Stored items
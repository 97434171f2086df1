//! Static types: the closed primitive set, reference types and the
//! descriptors (classes, fields, methods) that nodes are bound to.

pub mod manager;
mod types;

#[cfg(test)]
mod manager_test;

pub use manager::TypeManager;
pub use types::{
    ClassId, ClassInfo, FieldId, FieldInfo, MethodId, MethodInfo, MethodKind, Primitive, Type,
};
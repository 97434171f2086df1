use hashbrown::HashMap;

use crate::{
    String, Vec,
    vm::{Instruction, Label},
};

/// A finished method body.
#[derive(Clone, PartialEq)]
pub struct Code {
    pub instructions: Vec<Instruction>,
    /// Address of each label, indexed by label number.
    pub labels: Vec<usize>,
    pub strings: Vec<String>,
    pub max_stack_size: usize,
}

static_assertions::assert_impl_all!(Code: Send, Sync);

impl Code {
    pub fn label_address(&self, label: Label) -> Option<usize> {
        self.labels.get(label.0 as usize).copied()
    }

    /// Size of the encoded body in bytes.
    pub fn byte_len(&self) -> usize {
        self.instructions.iter().map(Instruction::encoded_len).sum()
    }
}

impl core::fmt::Debug for Code {
    fn fmt(&self, f: &mut core::fmt::Formatter<'_>) -> core::fmt::Result {
        writeln!(f, "Code {{")?;
        writeln!(f, "  max_stack_size: {}", self.max_stack_size)?;
        writeln!(f, "  byte_len: {}", self.byte_len())?;

        // Print string pool
        if !self.strings.is_empty() {
            writeln!(f, "  strings: [")?;
            for (i, string) in self.strings.iter().enumerate() {
                writeln!(f, "    [{}] = {:?}", i, string)?;
            }
            writeln!(f, "  ]")?;
        } else {
            writeln!(f, "  strings: []")?;
        }

        // Several labels can share an address; list them in label order.
        let mut labels_at: HashMap<usize, Vec<usize>> = HashMap::new();
        for (label, &addr) in self.labels.iter().enumerate() {
            labels_at.entry(addr).or_default().push(label);
        }
        let prefixes: HashMap<usize, String> = labels_at
            .into_iter()
            .map(|(addr, labels)| {
                let prefix = labels
                    .iter()
                    .map(|l| alloc::format!("L{}:", l))
                    .collect::<Vec<_>>()
                    .join(" ");
                (addr, prefix)
            })
            .collect();
        let width = prefixes.values().map(String::len).max().unwrap_or(0).max(4);

        writeln!(f, "  instructions:")?;
        for (addr, instr) in self.instructions.iter().enumerate() {
            let prefix = prefixes.get(&addr).map(String::as_str).unwrap_or("");
            match instr.branch_target().and_then(|target| self.label_address(target)) {
                Some(target) => writeln!(
                    f,
                    "    {:4} {:>width$}  {:?} (to @{})",
                    addr, prefix, instr, target
                )?,
                None => writeln!(f, "    {:4} {:>width$}  {:?}", addr, prefix, instr)?,
            }
        }

        // Labels bound past the last instruction.
        if let Some(prefix) = prefixes.get(&self.instructions.len()) {
            writeln!(f, "    {:4} {:>width$}", self.instructions.len(), prefix)?;
        }

        write!(f, "}}")
    }
}

#[cfg(test)]
mod tests {
    use super::*;
    use indoc::indoc;
    use pretty_assertions::assert_eq;

    #[test]
    fn test_byte_len_counts_operands() {
        let code = Code {
            instructions: vec![
                Instruction::LdArg1,
                Instruction::LdArg(4),
                Instruction::Add,
                Instruction::Ret,
            ],
            labels: vec![],
            strings: vec![],
            max_stack_size: 2,
        };
        assert_eq!(code.byte_len(), 1 + 3 + 1 + 1);
    }

    #[test]
    fn test_listing_marks_labels() {
        let code = Code {
            instructions: vec![
                Instruction::LdArg0,
                Instruction::BrFalse(Label(0)),
                Instruction::LdcI4S(1),
                Instruction::StArg0,
                Instruction::Ret,
            ],
            labels: vec![4],
            strings: vec![],
            max_stack_size: 1,
        };

        let expected = indoc! {"
            Code {
              max_stack_size: 1
              byte_len: 10
              strings: []
              instructions:
                   0       ldarg.0
                   1       brfalse L0 (to @4)
                   2       ldc.i4.s 1
                   3       starg.0
                   4  L0:  ret
            }"};
        assert_eq!(format!("{:?}", code), expected);
    }

    #[test]
    fn test_listing_aligns_shared_labels() {
        let code = Code {
            instructions: vec![
                Instruction::LdArg0,
                Instruction::BrTrue(Label(1)),
                Instruction::Ret,
            ],
            labels: vec![2, 2],
            strings: vec![],
            max_stack_size: 1,
        };

        let expected = indoc! {"
            Code {
              max_stack_size: 1
              byte_len: 7
              strings: []
              instructions:
                   0          ldarg.0
                   1          brtrue L1 (to @2)
                   2 L0: L1:  ret
            }"};
        assert_eq!(format!("{:?}", code), expected);
    }
}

Your task.
Check the entries above line by line and return each one containing the word "bound".

Reply.
//! descriptors (classes, fields, methods) that nodes are bound to.
        // Labels bound past the last instruction.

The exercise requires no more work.